For the Doctor Who serial, see The War Games.

The War Game
File:The War Game FilmPoster.jpeg
Directed by Peter Watkins
Written by Peter Watkins
Starring Michael Aspel
Peter Graham
Distributed by BBC
Release dates
1 November 1965
Running time
48 min.
Country UK
Language English

The War Game is a 1965 television drama-documentary film depicting a nuclear war. Written, directed, and produced by Peter Watkins for the BBC's The Wednesday Play anthology series, it caused dismay within the BBC and in government, and was withdrawn before the provisional screening date of Thursday 7 October 1965.[1] The corporation said that "the effect of the film has been judged by the BBC to be too horrifying for the medium of broadcasting, it will, however, be shown to invited audiences..."[2]

Despite this decision, it was publicly screened and shown abroad, winning the Academy Award for Best Documentary Feature in 1966.[3]

The film was eventually broadcast on 31 July 1985 on the BBC, during the week before the fortieth anniversary of the Hiroshima bombing, the day before a repeat screening of Threads.[4]

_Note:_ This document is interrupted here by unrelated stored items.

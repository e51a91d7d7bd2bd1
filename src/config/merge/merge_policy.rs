//! Merge rules: defaults, override order, conflict handling.

use crate::tree::hasher::DEFAULT_CHUNK_SIZE;
use config::Config;
use config::ConfigBuilder;
use config::ConfigError;

/// Create a Config builder with merge policy defaults applied.
///
/// Later sources override earlier ones key by key: defaults, then the config file,
/// then environment variables.
pub fn builder_with_defaults() -> Result<ConfigBuilder<config::builder::DefaultState>, ConfigError>
{
    Config::builder()
        .set_default("scan.chunk_size", DEFAULT_CHUNK_SIZE as i64)?
        .set_default("scan.follow_symlinks", false)?
        .set_default("logging.level", "warn")?
        .set_default("logging.format", "text")?
        .set_default("logging.output", "stderr")
}
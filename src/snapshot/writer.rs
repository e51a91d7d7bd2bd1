//! Tabular writer: persist records as a CSV snapshot

use crate::error::WriteError;
use crate::types::FileRecord;
use std::fs::{self, File};
use std::io::BufWriter;
use std::path::Path;
use tracing::{debug, error};

/// Exact header row of every snapshot file
pub const HEADER: [&str; 3] = ["File Path", "Filename", "SHA256 Hash"];

/// Write `records` to `output`, replacing any existing file.
///
/// Missing parent directories are created. Rows use CRLF terminators and minimal
/// quoting on every platform. A record without a digest gets an empty third field.
/// The file is flushed, synced and closed before this returns.
pub fn write_snapshot(records: &[FileRecord], output: &Path) -> Result<(), WriteError> {
    if let Some(parent) = output.parent() {
        if !parent.as_os_str().is_empty() && !parent.exists() {
            debug!(dir = %parent.display(), "Creating output directory");
            fs::create_dir_all(parent).map_err(|e| {
                error!("Failed to create output directory: {}", e);
                WriteError::CreateDir {
                    path: parent.to_path_buf(),
                    source: e,
                }
            })?;
        }
    }

    let file = File::create(output).map_err(|e| WriteError::Create {
        path: output.to_path_buf(),
        source: e,
    })?;

    let csv_err = |e: csv::Error| WriteError::Csv {
        path: output.to_path_buf(),
        source: e,
    };

    let mut writer = csv::WriterBuilder::new()
        .terminator(csv::Terminator::CRLF)
        .from_writer(BufWriter::new(file));

    writer.write_record(HEADER).map_err(csv_err)?;
    for record in records {
        let path = record.path.to_string_lossy();
        let digest = record.digest.map(|d| d.to_hex()).unwrap_or_default();
        writer
            .write_record([&*path, record.name.as_str(), digest.as_str()])
            .map_err(csv_err)?;
    }

    let sync_err = |e: std::io::Error| WriteError::Sync {
        path: output.to_path_buf(),
        source: e,
    };
    writer.flush().map_err(sync_err)?;
    let buffered = writer
        .into_inner()
        .map_err(|e| sync_err(std::io::Error::new(e.error().kind(), e.error().to_string())))?;
    let file = buffered.into_inner().map_err(|e| sync_err(e.into_error()))?;
    file.sync_all().map_err(sync_err)?;

    debug!(rows = records.len(), path = %output.display(), "Snapshot written");
    Ok(())
}
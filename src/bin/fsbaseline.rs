//! fsbaseline CLI Binary
//!
//! Command-line interface for creating and verifying sealed filesystem baselines.

use clap::Parser;
use fsbaseline::cli::{Cli, RunContext};
use fsbaseline::config::ConfigLoader;
use fsbaseline::logging::{init_logging, LoggingConfig};
use std::process;
use tracing::{error, info};

/// Exit code when verification ran but found a broken seal or drifted files
const EXIT_VERIFY_FAILED: i32 = 2;

fn main() {
    let cli = Cli::parse();

    // Build logging config from CLI args, env vars, and config file
    let logging_config = build_logging_config(&cli);

    // Initialize logging early
    if let Err(e) = init_logging(Some(&logging_config)) {
        eprintln!("Failed to initialize logging: {}", e);
        process::exit(1);
    }

    info!("fsbaseline starting");

    let context = match RunContext::new(cli.config.clone()) {
        Ok(ctx) => ctx,
        Err(e) => {
            error!("Error loading configuration: {}", e);
            eprintln!("{}", fsbaseline::cli::map_error(&e));
            process::exit(1);
        }
    };

    match context.execute(&cli.command) {
        Ok(output) => {
            println!("{}", output.text);
            if !output.success {
                info!("Verification found problems");
                process::exit(EXIT_VERIFY_FAILED);
            }
            info!("Command completed successfully");
        }
        Err(e) => {
            error!("Command failed: {}", e);
            eprintln!("{}", fsbaseline::cli::map_error(&e));
            process::exit(1);
        }
    }
}

/// Build logging configuration from CLI args and config file.
/// Precedence: CLI flags override config file override defaults.
fn build_logging_config(cli: &Cli) -> LoggingConfig {
    let loaded = match cli.config {
        Some(ref config_path) => ConfigLoader::load_from_file(config_path),
        None => ConfigLoader::load(),
    };
    let mut config = loaded.map(|c| c.logging).unwrap_or_default();

    if cli.quiet {
        config.enabled = false;
    }
    if cli.verbose {
        config.level = "debug".to_string();
    }
    if let Some(ref level) = cli.log_level {
        config.level = level.clone();
    }
    if let Some(ref format) = cli.log_format {
        config.format = format.clone();
    }
    if let Some(ref output) = cli.log_output {
        config.output = output.clone();
    }
    if let Some(ref file) = cli.log_file {
        config.file = Some(file.clone());
    }

    config
}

Filmed in black-and-white with a running time of just under 50 minutes, The War Game depicts the prelude to and the immediate weeks of the aftermath to a Soviet nuclear attack against Britain. A Chinese invasion of South Vietnam starts the war; tensions escalate when the United States authorises tactical nuclear warfare against the Chinese. Although Soviet and East German forces threaten to invade West Berlin if the US does not withdraw that decision, the US does not acquiesce to communist demands and the invasion takes place; two US Army divisions attempt to fight their way into Berlin to counter this, but the Russian and East German forces overwhelm them in conventional battle. In order to turn the tide, the US president authorises the NATO commanders to use their tactical nuclear weapons, and they soon do so. An escalating nuclear war results, during which larger Russian strategic IRBMs are launched at Britain. The film remarks that many Soviet missiles were, at the time, believed to be liquid-fuelled and stored above ground, making them vulnerable to attack, and hypothesises that in any nuclear crisis, the USSR would be obliged to fire all of them as early as possible in order to avoid their destruction by counter-attack, hence the rapid progression from tactical to strategic nuclear exchange.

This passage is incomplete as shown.